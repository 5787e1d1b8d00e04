//! Session cookie helpers

use bazaar_domain::constants::AUTH_COOKIE_MAX_AGE_SECS;
use bazaar_infrastructure::AppConfig;
use rocket::http::{Cookie, CookieJar, SameSite};
use rocket::time::Duration;

/// Cookie carrying a freshly issued session token
///
/// `HttpOnly`, `SameSite=Lax`, `Path=/`, seven day max-age, `Secure` when the
/// configuration asks for it (production by default).
pub fn session_cookie(config: &AppConfig, token: String) -> Cookie<'static> {
    Cookie::build((config.auth.cookie.name.clone(), token))
        .http_only(true)
        .same_site(SameSite::Lax)
        .path("/")
        .max_age(Duration::seconds(AUTH_COOKIE_MAX_AGE_SECS))
        .secure(config.cookie_secure())
        .build()
}

/// Set the session cookie on the response
pub fn set_session(cookies: &CookieJar<'_>, config: &AppConfig, token: String) {
    cookies.add(session_cookie(config, token));
}

/// Remove the session cookie and return the value it carried
pub fn clear_session(cookies: &CookieJar<'_>, config: &AppConfig) -> Option<String> {
    let name = config.auth.cookie.name.clone();
    let token = cookies
        .get(&name)
        .map(|cookie| cookie.value().to_string())
        .filter(|value| !value.is_empty());
    cookies.remove(Cookie::build(name).path("/"));
    token
}
//! Rocket assembly

use bazaar_infrastructure::AppContext;
use rocket::{Build, Rocket, catchers};

use crate::guard::RouteGuard;
use crate::response::default_catcher;
use crate::routes;

/// Rocket instance serving `context`
///
/// Uses Rocket's default figment; [`crate::init::run`] layers the configured
/// address and port on top.
pub fn build_rocket(context: AppContext) -> Rocket<Build> {
    rocket::build()
        .manage(context)
        .attach(RouteGuard)
        .mount("/", routes::all())
        .register("/", catchers![default_catcher])
}
//! Configuration loader tests
//!
//! Each test runs inside a figment `Jail`, which serializes access to the
//! process environment and working directory.

use bazaar_domain::constants::{AUTH_COOKIE_NAME, SESSION_CACHE_TTL_SECS};
use bazaar_infrastructure::config::{ConfigBuilder, ConfigLoader, EmailProvider, Environment};
use bazaar_infrastructure::constants::{DEFAULT_LOG_LEVEL, DEFAULT_SERVER_PORT, DEV_FALLBACK_JWT_SECRET};
use figment::Jail;

const STRONG_SECRET: &str = "0123456789abcdef0123456789abcdef-strong";

#[test]
fn test_defaults_use_development_fallback_secret() {
    Jail::expect_with(|jail| {
        jail.clear_env();
        let config = ConfigLoader::new().load().expect("load defaults");

        assert_eq!(config.environment, Environment::Development);
        assert_eq!(config.server.port, DEFAULT_SERVER_PORT);
        assert_eq!(config.logging.level, DEFAULT_LOG_LEVEL);
        assert_eq!(config.auth.session_cache_ttl_secs, SESSION_CACHE_TTL_SECS);
        assert_eq!(config.auth.cookie.name, AUTH_COOKIE_NAME);
        assert_eq!(config.auth.jwt.secret, DEV_FALLBACK_JWT_SECRET);
        assert!(!config.cookie_secure());
        Ok(())
    });
}

#[test]
fn test_production_without_secret_fails_closed() {
    Jail::expect_with(|jail| {
        jail.clear_env();
        jail.set_env("APP_ENV", "production");

        let err = ConfigLoader::new().load().expect_err("must refuse to start");
        assert!(err.to_string().contains("JWT secret"));
        Ok(())
    });
}

#[test]
fn test_production_rejects_short_secret() {
    Jail::expect_with(|jail| {
        jail.clear_env();
        jail.set_env("APP_ENV", "production");
        jail.set_env("JWT_SECRET", "too-short");

        assert!(ConfigLoader::new().load().is_err());
        Ok(())
    });
}

#[test]
fn test_production_with_secret_marks_cookie_secure() {
    Jail::expect_with(|jail| {
        jail.clear_env();
        jail.set_env("APP_ENV", "production");
        jail.set_env("JWT_SECRET", STRONG_SECRET);

        let config = ConfigLoader::new().load().expect("load");
        assert_eq!(config.auth.jwt.secret, STRONG_SECRET);
        assert!(config.cookie_secure());
        Ok(())
    });
}

#[test]
fn test_toml_file_then_prefixed_env_override() {
    Jail::expect_with(|jail| {
        jail.clear_env();
        jail.create_file(
            "bazaar.toml",
            r#"
            [server]
            port = 8081
            public_url = "https://bazaar.example"

            [auth]
            bcrypt_cost = 10

            [logging]
            level = "debug"
            "#,
        )?;
        jail.set_env("BAZAAR__SERVER__PORT", "9090");
        jail.set_env("BAZAAR__AUTH__JWT__SECRET", STRONG_SECRET);

        let config = ConfigLoader::new().load().expect("load");
        assert_eq!(config.server.port, 9090);
        assert_eq!(config.server.public_url, "https://bazaar.example");
        assert_eq!(config.auth.bcrypt_cost, 10);
        assert_eq!(config.logging.level, "debug");
        assert_eq!(config.auth.jwt.secret, STRONG_SECRET);
        Ok(())
    });
}

#[test]
fn test_explicit_path_missing_falls_back_to_defaults() {
    Jail::expect_with(|jail| {
        jail.clear_env();
        let config = ConfigLoader::new()
            .with_config_path("does-not-exist.toml")
            .load()
            .expect("load");
        assert_eq!(config.server.port, DEFAULT_SERVER_PORT);
        Ok(())
    });
}

#[test]
fn test_invalid_values_are_rejected() {
    Jail::expect_with(|jail| {
        jail.clear_env();
        jail.set_env("BAZAAR__SERVER__PORT", "0");
        assert!(ConfigLoader::new().load().is_err());

        jail.set_env("BAZAAR__SERVER__PORT", "3000");
        jail.set_env("BAZAAR__AUTH__BCRYPT_COST", "2");
        assert!(ConfigLoader::new().load().is_err());

        jail.set_env("BAZAAR__AUTH__BCRYPT_COST", "12");
        jail.set_env("BAZAAR__EMAIL__PROVIDER", "http");
        assert!(ConfigLoader::new().load().is_err());
        Ok(())
    });
}

#[test]
fn test_builder_validates_like_loader() {
    let config = ConfigBuilder::new()
        .with_jwt_secret(STRONG_SECRET)
        .with_bcrypt_cost(4)
        .build()
        .expect("valid");
    assert_eq!(config.auth.bcrypt_cost, 4);
    assert_eq!(config.email.provider, EmailProvider::Log);

    let err = ConfigBuilder::new()
        .with_environment(Environment::Production)
        .build();
    assert!(err.is_err());
}

#[test]
fn test_saved_config_loads_back() {
    Jail::expect_with(|jail| {
        jail.clear_env();
        let mut config = ConfigBuilder::new()
            .with_jwt_secret("saved-secret-saved-secret-saved!!")
            .build()
            .expect("config");
        config.server.port = 4100;
        config.email.provider = EmailProvider::Http;
        config.email.endpoint = Some("https://mail.example.com/send".to_string());

        let path = jail.directory().join("saved.toml");
        let loader = ConfigLoader::new().with_config_path(&path);
        loader.save_to_file(&config, &path).expect("save");

        let loaded = loader.load().expect("load");
        assert_eq!(loaded.server.port, 4100);
        assert_eq!(loaded.email.provider, EmailProvider::Http);
        assert_eq!(loaded.auth.jwt.secret, "saved-secret-saved-secret-saved!!");
        Ok(())
    });
}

◇ ◇ ◇

* [EXERCISE DETAILS] Repeat the data in full. Alter nothing.

* [TASK SOLUTION]
repository 5787e1d1b8d00e04
//! Session cookie helpers

use bazaar_domain::constants::AUTH_COOKIE_MAX_AGE_SECS;
use bazaar_infrastructure::AppConfig;
use rocket::http::{Cookie, CookieJar, SameSite};
use rocket::time::Duration;

/// Cookie carrying a freshly issued session token
///
/// `HttpOnly`, `SameSite=Lax`, `Path=/`, seven day max-age, `Secure` when the
/// configuration asks for it (production by default).
pub fn session_cookie(config: &AppConfig, token: String) -> Cookie<'static> {
    Cookie::build((config.auth.cookie.name.clone(), token))
        .http_only(true)
        .same_site(SameSite::Lax)
        .path("/")
        .max_age(Duration::seconds(AUTH_COOKIE_MAX_AGE_SECS))
        .secure(config.cookie_secure())
        .build()
}

/// Set the session cookie on the response
pub fn set_session(cookies: &CookieJar<'_>, config: &AppConfig, token: String) {
    cookies.add(session_cookie(config, token));
}

/// Remove the session cookie and return the value it carried
pub fn clear_session(cookies: &CookieJar<'_>, config: &AppConfig) -> Option<String> {
    let name = config.auth.cookie.name.clone();
    let token = cookies
        .get(&name)
        .map(|cookie| cookie.value().to_string())
        .filter(|value| !value.is_empty());
    cookies.remove(Cookie::build(name).path("/"));
    token
}
//! Rocket assembly

use bazaar_infrastructure::AppContext;
use rocket::{Build, Rocket, catchers};

use crate::guard::RouteGuard;
use crate::response::default_catcher;
use crate::routes;

/// Rocket instance serving `context`
///
/// Uses Rocket's default figment; [`crate::init::run`] layers the configured
/// address and port on top.
pub fn build_rocket(context: AppContext) -> Rocket<Build> {
    rocket::build()
        .manage(context)
        .attach(RouteGuard)
        .mount("/", routes::all())
        .register("/", catchers![default_catcher])
}
//! Configuration loader tests
//!
//! Each test runs inside a figment `Jail`, which serializes access to the
//! process environment and working directory.

use bazaar_domain::constants::{AUTH_COOKIE_NAME, SESSION_CACHE_TTL_SECS};
use bazaar_infrastructure::config::{ConfigBuilder, ConfigLoader, EmailProvider, Environment};
use bazaar_infrastructure::constants::{DEFAULT_LOG_LEVEL, DEFAULT_SERVER_PORT, DEV_FALLBACK_JWT_SECRET};
use figment::Jail;

const STRONG_SECRET: &str = "0123456789abcdef0123456789abcdef-strong";

#[test]
fn test_defaults_use_development_fallback_secret() {
    Jail::expect_with(|jail| {
        jail.clear_env();
        let config = ConfigLoader::new().load().expect("load defaults");

        assert_eq!(config.environment, Environment::Development);
        assert_eq!(config.server.port, DEFAULT_SERVER_PORT);
        assert_eq!(config.logging.level, DEFAULT_LOG_LEVEL);
        assert_eq!(config.auth.session_cache_ttl_secs, SESSION_CACHE_TTL_SECS);
        assert_eq!(config.auth.cookie.name, AUTH_COOKIE_NAME);
        assert_eq!(config.auth.jwt.secret, DEV_FALLBACK_JWT_SECRET);
        assert!(!config.cookie_secure());
        Ok(())
    });
}

#[test]
fn test_production_without_secret_fails_closed() {
    Jail::expect_with(|jail| {
        jail.clear_env();
        jail.set_env("APP_ENV", "production");

        let err = ConfigLoader::new().load().expect_err("must refuse to start");
        assert!(err.to_string().contains("JWT secret"));
        Ok(())
    });
}

#[test]
fn test_production_rejects_short_secret() {
    Jail::expect_with(|jail| {
        jail.clear_env();
        jail.set_env("APP_ENV", "production");
        jail.set_env("JWT_SECRET", "too-short");

        assert!(ConfigLoader::new().load().is_err());
        Ok(())
    });
}

#[test]
fn test_production_with_secret_marks_cookie_secure() {
    Jail::expect_with(|jail| {
        jail.clear_env();
        jail.set_env("APP_ENV", "production");
        jail.set_env("JWT_SECRET", STRONG_SECRET);

        let config = ConfigLoader::new().load().expect("load");
        assert_eq!(config.auth.jwt.secret, STRONG_SECRET);
        assert!(config.cookie_secure());
        Ok(())
    });
}

#[test]
fn test_toml_file_then_prefixed_env_override() {
    Jail::expect_with(|jail| {
        jail.clear_env();
        jail.create_file(
            "bazaar.toml",
            r#"
            [server]
            port = 8081
            public_url = "https://bazaar.example"

            [auth]
            bcrypt_cost = 10

            [logging]
            level = "debug"
            "#,
        )?;
        jail.set_env("BAZAAR__SERVER__PORT", "9090");
        jail.set_env("BAZAAR__AUTH__JWT__SECRET", STRONG_SECRET);

        let config = ConfigLoader::new().load().expect("load");
        assert_eq!(config.server.port, 9090);
        assert_eq!(config.server.public_url, "https://bazaar.example");
        assert_eq!(config.auth.bcrypt_cost, 10);
        assert_eq!(config.logging.level, "debug");
        assert_eq!(config.auth.jwt.secret, STRONG_SECRET);
        Ok(())
    });
}

#[test]
fn test_explicit_path_missing_falls_back_to_defaults() {
    Jail::expect_with(|jail| {
        jail.clear_env();
        let config = ConfigLoader::new()
            .with_config_path("does-not-exist.toml")
            .load()
            .expect("load");
        assert_eq!(config.server.port, DEFAULT_SERVER_PORT);
        Ok(())
    });
}

#[test]
fn test_invalid_values_are_rejected() {
    Jail::expect_with(|jail| {
        jail.clear_env();
        jail.set_env("BAZAAR__SERVER__PORT", "0");
        assert!(ConfigLoader::new().load().is_err());

        jail.set_env("BAZAAR__SERVER__PORT", "3000");
        jail.set_env("BAZAAR__AUTH__BCRYPT_COST", "2");
        assert!(ConfigLoader::new().load().is_err());

        jail.set_env("BAZAAR__AUTH__BCRYPT_COST", "12");
        jail.set_env("BAZAAR__EMAIL__PROVIDER", "http");
        assert!(ConfigLoader::new().load().is_err());
        Ok(())
    });
}

#[test]
fn test_builder_validates_like_loader() {
    let config = ConfigBuilder::new()
        .with_jwt_secret(STRONG_SECRET)
        .with_bcrypt_cost(4)
        .build()
        .expect("valid");
    assert_eq!(config.auth.bcrypt_cost, 4);
    assert_eq!(config.email.provider, EmailProvider::Log);

    let err = ConfigBuilder::new()
        .with_environment(Environment::Production)
        .build();
    assert!(err.is_err());
}

#[test]
fn test_saved_config_loads_back() {
    Jail::expect_with(|jail| {
        jail.clear_env();
        let mut config = ConfigBuilder::new()
            .with_jwt_secret("saved-secret-saved-secret-saved!!")
            .build()
            .expect("config");
        config.server.port = 4100;
        config.email.provider = EmailProvider::Http;
        config.email.endpoint = Some("https://mail.example.com/send".to_string());

        let path = jail.directory().join("saved.toml");
        let loader = ConfigLoader::new().with_config_path(&path);
        loader.save_to_file(&config, &path).expect("save");

        let loaded = loader.load().expect("load");
        assert_eq!(loaded.server.port, 4100);
        assert_eq!(loaded.email.provider, EmailProvider::Http);
        assert_eq!(loaded.auth.jwt.secret, "saved-secret-saved-secret-saved!!");
        Ok(())
    });
}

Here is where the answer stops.